How about drilling a couple of holes and inserting a couple of those small eye bolts that Micromark sells? That way they'd look like part of the car, and you could just pull them back out when you wanted the sides to open.


----------



## Torby (Jan 2, 2008)

As easy as it is to accidentally lock up moving parts with a misplaced drop of super glue, I'd expect you could intentionally do it.


----------



## tj-lee (Jan 2, 2008)

SE18, 

Never worked with non hardening clay. I'll have to research that. Thanks for the suggestion. 

Rick, 

That is a great idea but may be beyond my modeling skills at the momemt, but that is really a great idea. 


Torby, 

Yeah, gluing was my first thougth but I'd like to have the option of undoing later on. What do you think about hot glue as a removable option? 


Best, 
TJ


----------



## Torby (Jan 2, 2008)

I hate hot glue. It's blobby and always unglues when you don't want it too.


----------



## Totalwrecker (Feb 26, 2009)

Maybe some cross members underneath so the bin doesn't tip. Or blocks. 
Are there levers on the end that control dumping? They could be tied down. 

John


----------



## tj-lee (Jan 2, 2008)

John,

Very good (no pun intended) train of thought. Well maybe a little pun intended. But that has me thinking and I think there's something that might work along those lines. I'll post some pics if it works.

Best,
TJ


----------



## tj-lee (Jan 2, 2008)

Okay, based on some recommendations here, I decided to go for a mechanical solution other than glue to fix the dumping action of my three Bachmann side-load ore cars.
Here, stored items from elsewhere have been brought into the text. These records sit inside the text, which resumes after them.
//! AdmissionController — join/leave and queue bookkeeping.
//!
//! Joins for the same player are serialized through a per-player async
//! lock; joins for different players run concurrently and only meet on
//! the scaler's provisioning lock.

use std::collections::HashMap;
use std::sync::{Arc, Mutex, PoisonError, RwLock};

use tokio::sync::Mutex as AsyncMutex;
use tracing::{debug, info, warn};

use fleetgrid_autoscale::ScalingController;
use fleetgrid_state::*;

use crate::error::{AdmissionError, AdmissionResult};
use crate::selector::select_instance;

pub struct AdmissionController {
    scaler: Arc<ScalingController>,
    registry: FleetRegistry,
    entries: RwLock<HashMap<PlayerId, QueueEntry>>,
    player_locks: Mutex<HashMap<PlayerId, Arc<AsyncMutex<()>>>>,
}

impl AdmissionController {
    pub fn new(scaler: Arc<ScalingController>) -> Self {
        Self {
            registry: scaler.registry().clone(),
            scaler,
            entries: RwLock::new(HashMap::new()),
            player_locks: Mutex::new(HashMap::new()),
        }
    }

    /// Route `player_id` onto an instance and record the assignment.
    ///
    /// Any earlier entry for the player is replaced. The player's
    /// connected count is not touched here; occupancy comes from the
    /// game process through reports and reconciliation.
    pub async fn join(
        &self,
        player_id: &str,
        preferred: Option<&str>,
    ) -> AdmissionResult<JoinTicket> {
        let lock = self.player_lock(player_id);
        let result = {
            let _guard = lock.lock().await;
            self.join_locked(player_id, preferred).await
        };
        self.release_player_lock(player_id, lock);
        result
    }

    async fn join_locked(
        &self,
        player_id: &str,
        preferred: Option<&str>,
    ) -> AdmissionResult<JoinTicket> {
        let queued_at = epoch_secs();

        let snapshot = self.registry.list_all();
        if let Some(inst) = select_instance(&snapshot, preferred) {
            let ticket = JoinTicket::from(inst);
            self.assign(player_id, &ticket.instance_id, queued_at);
            debug!(
                %player_id,
                instance_id = %ticket.instance_id,
                players = inst.capacity.current,
                "player routed to existing instance"
            );
            return Ok(ticket);
        }

        let max = self.scaler.policy().max_total_instances;
        if snapshot.len() as u32 >= max {
            info!(%player_id, max, "join refused, fleet full");
            return Err(AdmissionError::CapacityExceeded { max });
        }

        let prior = self.write_entry(QueueEntry {
            player_id: player_id.to_string(),
            assigned_instance_id: None,
            queued_at,
            status: QueueStatus::Queued,
        });
        debug!(%player_id, "no joinable instance, provisioning one");

        match self.scaler.provision_one().await {
            Ok(inst) => {
                let ticket = JoinTicket::from(&inst);
                self.assign(player_id, &ticket.instance_id, queued_at);
                info!(%player_id, instance_id = %ticket.instance_id, "player routed to new instance");
                Ok(ticket)
            }
            Err(e) => {
                // A failed re-join leaves the earlier assignment in place.
                match prior {
                    Some(entry) => {
                        self.write_entry(entry);
                    }
                    None => {
                        self.remove_entry(player_id);
                    }
                }
                warn!(%player_id, error = %e, "join failed while provisioning");
                Err(e.into())
            }
        }
    }

    /// Drop the player's entry. Leaving twice, or never having joined, is fine.
    pub async fn leave(&self, player_id: &str) {
        let lock = self.player_lock(player_id);
        let removed = {
            let _guard = lock.lock().await;
            self.remove_entry(player_id)
        };
        self.release_player_lock(player_id, lock);

        match removed {
            Some(entry) => debug!(
                %player_id,
                instance_id = entry.assigned_instance_id.as_deref().unwrap_or("-"),
                "player left"
            ),
            None => debug!(%player_id, "leave for unknown player ignored"),
        }
    }

    pub fn entry(&self, player_id: &str) -> Option<QueueEntry> {
        self.read_entries().get(player_id).cloned()
    }

    /// All entries, oldest first.
    pub fn entries(&self) -> Vec<QueueEntry> {
        let mut all: Vec<QueueEntry> = self.read_entries().values().cloned().collect();
        all.sort_by(|a, b| {
            a.queued_at
                .cmp(&b.queued_at)
                .then_with(|| a.player_id.cmp(&b.player_id))
        });
        all
    }

    /// Players assigned to `instance_id`, sorted.
    pub fn players_on(&self, instance_id: &str) -> Vec<PlayerId> {
        let mut players: Vec<PlayerId> = self
            .read_entries()
            .values()
            .filter(|e| e.assigned_instance_id.as_deref() == Some(instance_id))
            .map(|e| e.player_id.clone())
            .collect();
        players.sort();
        players
    }

    /// Drop every entry assigned to `instance_id`. Returns how many went.
    pub fn release_instance(&self, instance_id: &str) -> usize {
        let mut entries = self.entries.write().unwrap_or_else(PoisonError::into_inner);
        let before = entries.len();
        entries.retain(|_, e| e.assigned_instance_id.as_deref() != Some(instance_id));
        let released = before - entries.len();
        if released > 0 {
            info!(%instance_id, released, "queue entries released");
        }
        released
    }

    fn assign(&self, player_id: &str, instance_id: &str, queued_at: u64) {
        self.write_entry(QueueEntry {
            player_id: player_id.to_string(),
            assigned_instance_id: Some(instance_id.to_string()),
            queued_at,
            status: QueueStatus::Assigned,
        });
    }

    fn read_entries(&self) -> std::sync::RwLockReadGuard<'_, HashMap<PlayerId, QueueEntry>> {
        self.entries.read().unwrap_or_else(PoisonError::into_inner)
    }

    fn write_entry(&self, entry: QueueEntry) -> Option<QueueEntry> {
        self.entries
            .write()
            .unwrap_or_else(PoisonError::into_inner)
            .insert(entry.player_id.clone(), entry)
    }

    fn remove_entry(&self, player_id: &str) -> Option<QueueEntry> {
        self.entries
            .write()
            .unwrap_or_else(PoisonError::into_inner)
            .remove(player_id)
    }

    fn player_lock(&self, player_id: &str) -> Arc<AsyncMutex<()>> {
        self.player_locks
            .lock()
            .unwrap_or_else(PoisonError::into_inner)
            .entry(player_id.to_string())
            .or_default()
            .clone()
    }

    /// Forget the player's lock once nobody else holds or waits on it.
    fn release_player_lock(&self, player_id: &str, lock: Arc<AsyncMutex<()>>) {
        let mut locks = self.player_locks.lock().unwrap_or_else(PoisonError::into_inner);
        // One reference in the map, one in `lock`.
        if Arc::strong_count(&lock) == 2 {
            locks.remove(player_id);
        }
    }
}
The solution I used was a simple zip tie, one on each end of the car on opposite corners.










After painting it is hardly noticeable. Thanks for the solid feedback on this, everyone!

Best,
TJ


----------



## Totalwrecker (Feb 26, 2009)

Cool solution....


----------



## Semper Vaporo (Jan 2, 2008)

I still don't understand why they needed locked down... do they unexpectedly just decide to dump the contents while rolling?


----------



## tj-lee (Jan 2, 2008)

CT, 

> do they unexpectedly just decide to dump the contents while rolling 

No. But the load box can pivot if the load is not perfectly balanced. Since I don' t do anything perfectly, the load tended to tilt to one side or the other as the geodes/rocks making up the load are relatively heavy. So locking them down eliminates any tilt. 

Hope that explains it clearly. 

Best regards, 
TJ


----------



## tj-lee (Jan 2, 2008)

John, 

> Cool solution.... 

You gave me the idea, I just applied the zip tie . 

> They could be tied down. 

Thanks for the tip, really seems to solve the problem and the car looks very good with the load and no longer tilts. 

Best, 
TJ


----------



## Totalwrecker (Feb 26, 2009)

And with a couple of snips is reversed... 

Happy to help. Other's have helped me. 

John


----------